--- AIM OF THE EXERCISE ---
Go through the data line by line. Copy each one holding the string "const".

--- EXTRACTED RECORDS ---
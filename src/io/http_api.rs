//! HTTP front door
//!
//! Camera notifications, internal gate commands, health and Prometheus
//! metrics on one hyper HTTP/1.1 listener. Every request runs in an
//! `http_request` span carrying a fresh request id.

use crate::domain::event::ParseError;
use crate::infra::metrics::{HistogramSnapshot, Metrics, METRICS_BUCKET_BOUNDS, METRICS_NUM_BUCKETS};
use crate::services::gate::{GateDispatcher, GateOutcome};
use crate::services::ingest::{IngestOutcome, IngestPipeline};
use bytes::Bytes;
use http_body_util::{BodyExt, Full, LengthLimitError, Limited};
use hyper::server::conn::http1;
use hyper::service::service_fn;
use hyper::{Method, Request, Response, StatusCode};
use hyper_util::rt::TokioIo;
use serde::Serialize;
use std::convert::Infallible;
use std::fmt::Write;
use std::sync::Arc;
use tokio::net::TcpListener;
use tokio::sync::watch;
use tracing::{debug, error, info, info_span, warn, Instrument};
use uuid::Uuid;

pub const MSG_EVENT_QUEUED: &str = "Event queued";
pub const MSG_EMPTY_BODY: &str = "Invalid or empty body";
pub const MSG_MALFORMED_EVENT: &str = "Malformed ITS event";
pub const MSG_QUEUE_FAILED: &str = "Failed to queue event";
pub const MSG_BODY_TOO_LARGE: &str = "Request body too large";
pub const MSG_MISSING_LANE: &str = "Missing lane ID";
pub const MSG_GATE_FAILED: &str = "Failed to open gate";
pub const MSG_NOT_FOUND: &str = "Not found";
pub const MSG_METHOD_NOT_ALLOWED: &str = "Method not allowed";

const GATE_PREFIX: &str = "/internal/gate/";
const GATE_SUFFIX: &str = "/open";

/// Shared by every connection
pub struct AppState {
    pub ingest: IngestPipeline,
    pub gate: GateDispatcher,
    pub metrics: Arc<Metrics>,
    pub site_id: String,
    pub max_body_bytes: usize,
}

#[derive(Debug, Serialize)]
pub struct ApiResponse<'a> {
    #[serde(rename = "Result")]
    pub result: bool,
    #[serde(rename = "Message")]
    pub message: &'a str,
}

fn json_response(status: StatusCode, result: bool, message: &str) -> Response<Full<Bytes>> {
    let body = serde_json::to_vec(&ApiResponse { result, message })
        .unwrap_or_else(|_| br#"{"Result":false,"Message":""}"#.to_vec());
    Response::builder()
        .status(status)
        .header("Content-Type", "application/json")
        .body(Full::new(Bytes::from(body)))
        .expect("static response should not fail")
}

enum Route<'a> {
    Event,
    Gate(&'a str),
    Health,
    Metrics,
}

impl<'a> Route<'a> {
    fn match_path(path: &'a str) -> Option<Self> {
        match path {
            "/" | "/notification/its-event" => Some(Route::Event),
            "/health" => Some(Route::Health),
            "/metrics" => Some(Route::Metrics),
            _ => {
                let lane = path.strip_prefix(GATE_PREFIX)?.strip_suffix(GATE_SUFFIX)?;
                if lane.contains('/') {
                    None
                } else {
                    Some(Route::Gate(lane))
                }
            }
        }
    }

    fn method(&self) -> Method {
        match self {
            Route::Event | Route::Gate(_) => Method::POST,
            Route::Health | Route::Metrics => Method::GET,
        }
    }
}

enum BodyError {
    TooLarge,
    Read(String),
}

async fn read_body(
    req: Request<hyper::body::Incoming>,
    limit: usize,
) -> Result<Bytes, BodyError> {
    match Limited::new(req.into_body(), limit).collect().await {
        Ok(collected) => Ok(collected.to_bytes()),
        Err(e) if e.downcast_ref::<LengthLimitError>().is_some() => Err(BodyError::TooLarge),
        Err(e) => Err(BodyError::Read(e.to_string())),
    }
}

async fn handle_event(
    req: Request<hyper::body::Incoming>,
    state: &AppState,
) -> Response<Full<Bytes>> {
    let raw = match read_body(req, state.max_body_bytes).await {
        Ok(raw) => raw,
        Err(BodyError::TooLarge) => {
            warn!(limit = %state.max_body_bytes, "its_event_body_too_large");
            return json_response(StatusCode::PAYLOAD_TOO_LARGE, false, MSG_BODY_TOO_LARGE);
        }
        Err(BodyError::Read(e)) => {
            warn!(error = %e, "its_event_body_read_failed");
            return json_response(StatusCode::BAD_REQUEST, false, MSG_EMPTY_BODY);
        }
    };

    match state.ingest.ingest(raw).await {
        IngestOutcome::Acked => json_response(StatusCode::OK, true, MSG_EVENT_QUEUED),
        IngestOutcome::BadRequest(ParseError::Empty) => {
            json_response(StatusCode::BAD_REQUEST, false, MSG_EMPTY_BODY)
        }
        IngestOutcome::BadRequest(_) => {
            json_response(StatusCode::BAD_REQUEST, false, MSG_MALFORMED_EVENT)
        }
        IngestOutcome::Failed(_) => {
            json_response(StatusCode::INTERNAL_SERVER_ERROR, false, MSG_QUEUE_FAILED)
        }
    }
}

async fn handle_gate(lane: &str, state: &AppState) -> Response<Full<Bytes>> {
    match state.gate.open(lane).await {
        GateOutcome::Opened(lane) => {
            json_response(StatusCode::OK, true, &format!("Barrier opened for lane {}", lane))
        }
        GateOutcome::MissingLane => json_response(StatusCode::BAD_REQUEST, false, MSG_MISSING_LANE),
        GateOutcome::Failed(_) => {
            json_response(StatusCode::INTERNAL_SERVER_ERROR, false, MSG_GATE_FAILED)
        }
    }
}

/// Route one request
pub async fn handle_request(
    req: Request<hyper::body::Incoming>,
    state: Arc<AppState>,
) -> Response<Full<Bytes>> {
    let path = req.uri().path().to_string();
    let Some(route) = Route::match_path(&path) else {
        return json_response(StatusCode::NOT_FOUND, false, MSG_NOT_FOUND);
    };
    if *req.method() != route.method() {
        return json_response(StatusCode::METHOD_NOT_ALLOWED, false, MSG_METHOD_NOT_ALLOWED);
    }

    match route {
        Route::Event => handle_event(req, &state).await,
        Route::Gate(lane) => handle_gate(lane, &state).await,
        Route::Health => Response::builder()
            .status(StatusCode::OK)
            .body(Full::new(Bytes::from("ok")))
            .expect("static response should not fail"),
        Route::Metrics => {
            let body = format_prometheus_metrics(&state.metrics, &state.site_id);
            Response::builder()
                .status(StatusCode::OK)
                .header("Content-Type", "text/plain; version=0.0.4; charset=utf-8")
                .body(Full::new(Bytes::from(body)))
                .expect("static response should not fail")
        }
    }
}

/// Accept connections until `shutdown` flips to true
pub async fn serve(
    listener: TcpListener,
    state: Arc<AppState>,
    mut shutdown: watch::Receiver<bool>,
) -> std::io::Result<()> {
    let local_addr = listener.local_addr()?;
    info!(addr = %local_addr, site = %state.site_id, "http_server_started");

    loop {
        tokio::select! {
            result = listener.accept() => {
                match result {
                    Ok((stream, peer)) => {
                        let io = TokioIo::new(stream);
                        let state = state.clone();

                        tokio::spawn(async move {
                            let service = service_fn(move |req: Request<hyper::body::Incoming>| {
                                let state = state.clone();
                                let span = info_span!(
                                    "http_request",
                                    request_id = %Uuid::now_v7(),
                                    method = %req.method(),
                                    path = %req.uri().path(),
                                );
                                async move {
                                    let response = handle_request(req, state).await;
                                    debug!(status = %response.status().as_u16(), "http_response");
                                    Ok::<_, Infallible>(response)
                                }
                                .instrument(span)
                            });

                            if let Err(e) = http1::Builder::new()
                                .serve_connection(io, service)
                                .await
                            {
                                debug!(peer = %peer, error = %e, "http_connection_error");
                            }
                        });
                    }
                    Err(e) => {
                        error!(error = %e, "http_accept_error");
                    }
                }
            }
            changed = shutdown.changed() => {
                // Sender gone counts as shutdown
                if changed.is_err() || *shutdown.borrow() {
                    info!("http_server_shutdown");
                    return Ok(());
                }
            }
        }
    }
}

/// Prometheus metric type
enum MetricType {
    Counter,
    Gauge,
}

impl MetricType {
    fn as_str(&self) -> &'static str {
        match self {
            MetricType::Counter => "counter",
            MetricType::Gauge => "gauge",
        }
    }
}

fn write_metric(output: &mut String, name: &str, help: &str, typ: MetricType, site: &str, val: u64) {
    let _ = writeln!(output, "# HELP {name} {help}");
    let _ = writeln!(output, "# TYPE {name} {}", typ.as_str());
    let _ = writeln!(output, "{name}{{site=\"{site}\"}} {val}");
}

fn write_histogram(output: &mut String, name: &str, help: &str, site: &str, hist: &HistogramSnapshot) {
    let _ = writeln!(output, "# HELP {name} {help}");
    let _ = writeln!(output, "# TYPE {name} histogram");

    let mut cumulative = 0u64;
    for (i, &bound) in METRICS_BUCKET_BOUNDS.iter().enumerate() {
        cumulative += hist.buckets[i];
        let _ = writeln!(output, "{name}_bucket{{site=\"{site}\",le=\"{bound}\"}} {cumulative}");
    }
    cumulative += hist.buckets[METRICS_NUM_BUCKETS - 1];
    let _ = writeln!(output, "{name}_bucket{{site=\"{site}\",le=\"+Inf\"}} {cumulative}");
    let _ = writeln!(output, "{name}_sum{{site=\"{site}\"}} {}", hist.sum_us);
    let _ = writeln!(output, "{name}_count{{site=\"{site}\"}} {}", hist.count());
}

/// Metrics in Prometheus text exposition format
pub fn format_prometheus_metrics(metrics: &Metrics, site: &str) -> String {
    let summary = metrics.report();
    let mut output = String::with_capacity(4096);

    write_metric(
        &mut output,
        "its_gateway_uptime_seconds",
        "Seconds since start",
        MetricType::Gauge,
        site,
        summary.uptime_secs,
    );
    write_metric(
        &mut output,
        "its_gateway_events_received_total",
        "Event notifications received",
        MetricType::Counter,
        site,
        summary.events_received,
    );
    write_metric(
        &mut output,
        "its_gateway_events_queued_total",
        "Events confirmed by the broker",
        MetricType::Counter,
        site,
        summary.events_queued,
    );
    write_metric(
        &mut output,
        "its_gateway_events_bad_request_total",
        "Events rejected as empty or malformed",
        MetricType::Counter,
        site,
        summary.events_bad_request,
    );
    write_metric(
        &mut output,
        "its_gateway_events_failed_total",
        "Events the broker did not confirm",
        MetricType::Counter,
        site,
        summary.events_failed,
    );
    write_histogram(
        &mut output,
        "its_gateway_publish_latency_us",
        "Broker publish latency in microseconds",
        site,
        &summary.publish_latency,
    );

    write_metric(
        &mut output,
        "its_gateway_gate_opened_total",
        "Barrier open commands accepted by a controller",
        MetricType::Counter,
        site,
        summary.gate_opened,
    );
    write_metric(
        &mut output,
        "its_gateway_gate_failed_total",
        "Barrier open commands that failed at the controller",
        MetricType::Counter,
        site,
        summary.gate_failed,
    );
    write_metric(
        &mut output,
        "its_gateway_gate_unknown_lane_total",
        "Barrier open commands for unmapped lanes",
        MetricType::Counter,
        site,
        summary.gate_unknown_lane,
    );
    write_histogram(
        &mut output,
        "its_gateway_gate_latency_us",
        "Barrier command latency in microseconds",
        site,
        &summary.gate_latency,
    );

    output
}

--- SOLUTION TO THIS PROBLEM ---
pub const MSG_EVENT_QUEUED: &str = "Event queued";
pub const MSG_EMPTY_BODY: &str = "Invalid or empty body";
pub const MSG_MALFORMED_EVENT: &str = "Malformed ITS event";
pub const MSG_QUEUE_FAILED: &str = "Failed to queue event";
pub const MSG_BODY_TOO_LARGE: &str = "Request body too large";
pub const MSG_MISSING_LANE: &str = "Missing lane ID";
pub const MSG_GATE_FAILED: &str = "Failed to open gate";
pub const MSG_NOT_FOUND: &str = "Not found";
pub const MSG_METHOD_NOT_ALLOWED: &str = "Method not allowed";
const GATE_PREFIX: &str = "/internal/gate/";
const GATE_SUFFIX: &str = "/open";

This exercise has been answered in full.